Alzheimer’s, Cholesterol, and Genetics – How to Reduce Your Risk for Dementia

It has been known for more than two decades that elevated cholesterol was associated with increased risk for Alzheimer’s Disease (AD).[1] It is also known that the ApoE gene produces a protein that transports fats, including cholesterol, into brain cells.

In the human population, there are three variants of the ApoE gene. Seven percent of the population has ApoE2, which confers increased risk for atherosclerosis; 79% has ApoE3, which confers no disease risk; and 14% of the population has the ApoE4 variant, which increases the risk for AD.

But, not everyone with either the ApoE4 gene or elevated cholesterol gets AD. Could there be an interaction between the higher concentrations of cholesterol and a specific ApoE gene variant that does increase the risk? The answer seems to be yes. Research has demonstrated that modulation in cholesterol alters the ApoE gene activity.[2] Further research has discovered a nexus between these two factors. A high-fat diet was demonstrated to increase insulin resistance and cognitive decline in all groups, whether ApoE4 or ApoE3. However, those with the ­ApoE4 gene had “exaggerated” deficits in the part of the brain specific to new learning and forming new memories in the hippocampus, but when those with the ­ApoE4 gene were placed on a low-fat diet for one month, all deficits reversed and learning and cognitive function returned to normal![3] The researchers concluded that those with two copies of the ­ApoE4 gene were particularly susceptible to neuronal and cognitive impairments due to insulin resistance caused by a high-fat diet.
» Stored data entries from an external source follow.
use crate::constants::{DATETIME_FORMAT, DATE_FORMAT};
use chrono::{NaiveDateTime, NaiveTime};
use clap::ValueEnum;
use serde::{Deserialize, Serialize};
use std::fmt;

/// Sampling frequency of a price or factor file
#[derive(Debug, Clone, Copy, Default, PartialEq, Eq, Hash, Serialize, Deserialize, ValueEnum)]
#[serde(rename_all = "lowercase")]
pub enum Frequency {
    /// One bar per trading day, indexed `YYYYMMDD`
    #[default]
    Daily,
    /// Minute bars, indexed `YYYYMMDD HHMMSS`
    Intraday,
}

impl Frequency {
    /// strftime pattern of the index column
    pub fn index_format(&self) -> &'static str {
        match self {
            Frequency::Daily => DATE_FORMAT,
            Frequency::Intraday => DATETIME_FORMAT,
        }
    }

    /// Format a timestamp for the index column
    pub fn format_time(&self, time: &NaiveDateTime) -> String {
        time.format(self.index_format()).to_string()
    }

    /// Key two bars must share to be considered the same observation
    pub fn dedup_key(&self, time: &NaiveDateTime) -> NaiveDateTime {
        match self {
            Frequency::Daily => time.date().and_time(NaiveTime::MIN),
            Frequency::Intraday => *time,
        }
    }

    /// Interval parameter of the chart API
    pub fn to_chart_interval(&self) -> &'static str {
        match self {
            Frequency::Daily => "1d",
            Frequency::Intraday => "1m",
        }
    }
}

impl fmt::Display for Frequency {
    fn fmt(&self, f: &mut fmt::Formatter<'_>) -> fmt::Result {
        match self {
            Frequency::Daily => write!(f, "daily"),
            Frequency::Intraday => write!(f, "intraday"),
        }
    }
}

#[cfg(test)]
mod tests {
    use super::*;
    use chrono::NaiveDate;

    #[test]
    fn test_default_is_daily() {
        assert_eq!(Frequency::default(), Frequency::Daily);
    }

    #[test]
    fn test_format_time() {
        let t = NaiveDate::from_ymd_opt(2017, 3, 1).unwrap().and_hms_opt(9, 31, 5).unwrap();
        assert_eq!(Frequency::Daily.format_time(&t), "20170301");
        assert_eq!(Frequency::Intraday.format_time(&t), "20170301 093105");
    }

    #[test]
    fn test_dedup_key() {
        let morning = NaiveDate::from_ymd_opt(2017, 3, 1).unwrap().and_hms_opt(9, 30, 0).unwrap();
        let afternoon = NaiveDate::from_ymd_opt(2017, 3, 1).unwrap().and_hms_opt(15, 0, 0).unwrap();

        assert_eq!(Frequency::Daily.dedup_key(&morning), Frequency::Daily.dedup_key(&afternoon));
        assert_ne!(
            Frequency::Intraday.dedup_key(&morning),
            Frequency::Intraday.dedup_key(&afternoon)
        );
    }
}
use crate::error::{Error, Result};
use std::fs;
use std::path::Path;

/// Ordered list of instruments to process
#[derive(Debug, Clone, PartialEq, Eq, Default)]
pub struct Universe {
    pub tickers: Vec<String>,
}

impl Universe {
    /// Load a universe file
    ///
    /// The first line is a header and is discarded; blank lines are skipped.
    pub fn from_file<P: AsRef<Path>>(path: P) -> Result<Self> {
        let path = path.as_ref();
        let content = fs::read_to_string(path).map_err(|e| {
            if e.kind() == std::io::ErrorKind::NotFound {
                Error::MissingInputFile(path.to_path_buf())
            } else {
                Error::Io(format!("Failed to read {}: {}", path.display(), e))
            }
        })?;

        Ok(Self::parse(&content))
    }

    /// Parse universe file contents
    pub fn parse(content: &str) -> Self {
        let tickers = content
            .lines()
            .skip(1)
            .map(str::trim)
            .filter(|line| !line.is_empty())
            .map(str::to_string)
            .collect();
        Self { tickers }
    }

    /// Universe of one ticker
    pub fn single(ticker: &str) -> Self {
        Self {
            tickers: vec![ticker.to_string()],
        }
    }

    pub fn len(&self) -> usize {
        self.tickers.len()
    }

    pub fn is_empty(&self) -> bool {
        self.tickers.is_empty()
    }
}
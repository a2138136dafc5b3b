//! Incremental price download
//!
//! One update per ticker per run: narrow the requested window against the
//! stored file, fetch, merge the fresh rows over the stored tail, save.
//! Minute bars are only served for a recent window and in short spans, so
//! intraday requests are clamped and split into chunks.

use crate::constants::{INTRADAY_CHUNK_DAYS, INTRADAY_HISTORY_DAYS};
use crate::error::Result;
use crate::models::{Bar, Frequency};
use crate::services::price_store::{compute_request_window, merge, PriceStore};
use chrono::{Duration, Local, NaiveDate, NaiveTime};
use tracing::{debug, info, warn};

/// A market-data source
pub trait PriceSource {
    /// Bars for `ticker` between `start` and `end`, both inclusive
    fn fetch(
        &self,
        ticker: &str,
        start: NaiveDate,
        end: NaiveDate,
        frequency: Frequency,
    ) -> Result<Vec<Bar>>;
}

/// What one update did
#[derive(Debug, Clone, PartialEq, Eq)]
pub struct FetchOutcome {
    /// Window actually requested, `None` when the store was already current
    pub window: Option<(NaiveDate, NaiveDate)>,
    pub fetched: usize,
    pub stored: usize,
}

/// Keeps a price store current from a source
pub struct PriceFetcher<'a, S: PriceSource> {
    source: &'a S,
    store: &'a PriceStore,
    today: NaiveDate,
}

impl<'a, S: PriceSource> PriceFetcher<'a, S> {
    pub fn new(source: &'a S, store: &'a PriceStore) -> Self {
        Self {
            source,
            store,
            today: Local::now().date_naive(),
        }
    }

    /// Anchor the intraday history limit on a fixed date
    pub fn with_today(mut self, today: NaiveDate) -> Self {
        self.today = today;
        self
    }

    /// Fetch what is missing for `ticker` and save the merged history
    pub fn update(&self, ticker: &str, start: NaiveDate, end: NaiveDate) -> Result<FetchOutcome> {
        let existing = self.store.load_or_empty(ticker)?;
        let (mut fetch_start, fetch_end) = compute_request_window(&existing, start, end);

        if self.store.frequency() == Frequency::Intraday {
            let earliest = self.today - Duration::days(INTRADAY_HISTORY_DAYS);
            if fetch_start < earliest {
                warn!(
                    ticker = %ticker,
                    requested = %fetch_start,
                    earliest = %earliest,
                    "Minute history not available that far back, clamping start"
                );
                fetch_start = earliest;
            }
        }

        if fetch_start > fetch_end {
            info!(ticker = %ticker, last = ?existing.last_time(), "Prices already up to date");
            return Ok(FetchOutcome {
                window: None,
                fetched: 0,
                stored: existing.len(),
            });
        }

        let frequency = self.store.frequency();
        let mut fresh = Vec::new();
        for (chunk_start, chunk_end) in request_chunks(fetch_start, fetch_end, frequency) {
            let bars = self.source.fetch(ticker, chunk_start, chunk_end, frequency)?;
            debug!(ticker = %ticker, start = %chunk_start, end = %chunk_end, bars = bars.len(), "Fetched chunk");
            fresh.extend(bars);
        }
        let fetched = fresh.len();

        let cutover = fetch_start.and_time(NaiveTime::MIN);
        let merged = merge(&existing, fresh, cutover, self.store.frequency());
        self.store.save(ticker, &merged)?;

        info!(
            ticker = %ticker,
            start = %fetch_start,
            end = %fetch_end,
            fetched = fetched,
            stored = merged.len(),
            "Updated price file"
        );

        Ok(FetchOutcome {
            window: Some((fetch_start, fetch_end)),
            fetched,
            stored: merged.len(),
        })
    }
}

/// Split an inclusive window into the spans one request may cover
///
/// Daily windows go in one request; intraday windows in spans of at most
/// `INTRADAY_CHUNK_DAYS` calendar days.
pub fn request_chunks(start: NaiveDate, end: NaiveDate, frequency: Frequency) -> Vec<(NaiveDate, NaiveDate)> {
    if start > end {
        return Vec::new();
    }
    if frequency == Frequency::Daily {
        return vec![(start, end)];
    }

    let mut chunks = Vec::new();
    let mut chunk_start = start;
    while chunk_start <= end {
        let chunk_end = (chunk_start + Duration::days(INTRADAY_CHUNK_DAYS - 1)).min(end);
        chunks.push((chunk_start, chunk_end));
        chunk_start = chunk_end + Duration::days(1);
    }
    chunks
}
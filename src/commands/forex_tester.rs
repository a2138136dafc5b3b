use crate::cli::InstrumentArgs;
use crate::commands::{init_logging, pick_dir, print_summary, resolve_or_exit};
use crate::services::forex_tester::export;
use crate::services::run_batch;
use chrono::NaiveDate;

pub fn run(args: InstrumentArgs, start_date: NaiveDate) {
    init_logging(args.debug);
    let ctx = resolve_or_exit(&args);

    let price_dir = pick_dir(&ctx.indir, &ctx.dirs.intraday_price_dir, "intraday_price");
    let out_dir = pick_dir(&ctx.outdir, &ctx.dirs.forex_tester_dir, "forex_tester");

    println!(
        "📤 Exporting {} tickers from {} to {} (from {})",
        ctx.tickers().len(),
        price_dir.display(),
        out_dir.display(),
        start_date
    );

    let stats = run_batch(ctx.tickers(), |ticker| export(&price_dir, &out_dir, ticker, start_date));

    print_summary("ForexTester export", &stats);
}
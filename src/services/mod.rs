pub mod batch;
pub mod daily_factor;
pub mod factor_store;
pub mod forex_tester;
pub mod intraday_factor;
pub mod price_fetcher;
pub mod price_store;
pub mod yahoo;

pub use batch::{run_batch, BatchStats};
pub use daily_factor::{build_daily_factors, DailyFactorEngine};
pub use intraday_factor::{build_intraday_factors, GroupStage, IntradayFactorEngine};
pub use price_fetcher::{FetchOutcome, PriceFetcher, PriceSource};
pub use price_store::PriceStore;
pub use yahoo::YahooClient;
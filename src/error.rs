use std::path::PathBuf;
use thiserror::Error as ThisError;

#[derive(ThisError, Debug)]
pub enum AppError {
    #[error("Configuration error: {0}")]
    Config(String),

    #[error("Missing input file: {}", .0.display())]
    MissingInputFile(PathBuf),

    #[error("External fetch failed: {0}")]
    ExternalFetch(String),

    #[error("Computation error: {0}")]
    Computation(String),

    #[error("IO error: {0}")]
    Io(String),

    #[error("Parse error: {0}")]
    Parse(String),

    #[error("Invalid input: {0}")]
    InvalidInput(String),
}

impl From<std::io::Error> for AppError {
    fn from(err: std::io::Error) -> Self {
        AppError::Io(err.to_string())
    }
}

impl From<csv::Error> for AppError {
    fn from(err: csv::Error) -> Self {
        AppError::Io(format!("CSV error: {}", err))
    }
}

impl From<serde_json::Error> for AppError {
    fn from(err: serde_json::Error) -> Self {
        AppError::Parse(format!("JSON error: {}", err))
    }
}

impl From<reqwest::Error> for AppError {
    fn from(err: reqwest::Error) -> Self {
        AppError::ExternalFetch(err.to_string())
    }
}

pub type Result<T> = std::result::Result<T, AppError>;

// Alias for convenience
pub type Error = AppError;
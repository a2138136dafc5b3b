//! Frequency-aware deduplication of price bars
//!
//! Daily bars collapse on calendar date, intraday bars on the full
//! timestamp, so a re-fetched daily bar stamped at a different time of day
//! still replaces the stored one.

use crate::models::{Bar, Frequency};

/// Sort by time and drop duplicate keys, keeping the last occurrence
///
/// Every surviving bar is re-stamped with its key, so daily bars always sit
/// on midnight and match the date-only index of the factor files.
/// The sort is stable, so among equal keys "last" means last in input order.
pub fn filter_duplicate_bars(mut bars: Vec<Bar>, frequency: Frequency) -> Vec<Bar> {
    for bar in &mut bars {
        bar.time = frequency.dedup_key(&bar.time);
    }
    bars.sort_by_key(|b| b.time);

    let mut filtered: Vec<Bar> = Vec::with_capacity(bars.len());
    for bar in bars {
        match filtered.last_mut() {
            Some(last) if last.time == bar.time => *last = bar,
            _ => filtered.push(bar),
        }
    }

    filtered
}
Having demonstrated that low-fat diets result in improved cholesterol profiles and subsequent improvement in brain and cognitive function — especially in those with two copies of the ApoE4 gene, researchers examined whether cholesterol lowering medications could offer the same benefit. Data from long term clinical trials have demonstrated that some, but not all, cholesterol lowering medications conferred reduced risk of AD and better cognitive performance, especially in those with two copies of the at-risk ApoE4 gene. The greatest positive effect was seen with atorvastatin (P = .026) and the least with lovastatin (no significant difference found). Those individuals with two copies of the at-risk gene and who already had symptoms of AD, but received statin medication, had significantly better cognitive function over the course of a 10-year follow-up, compared with those who did not receive the statins (P < .01).[4]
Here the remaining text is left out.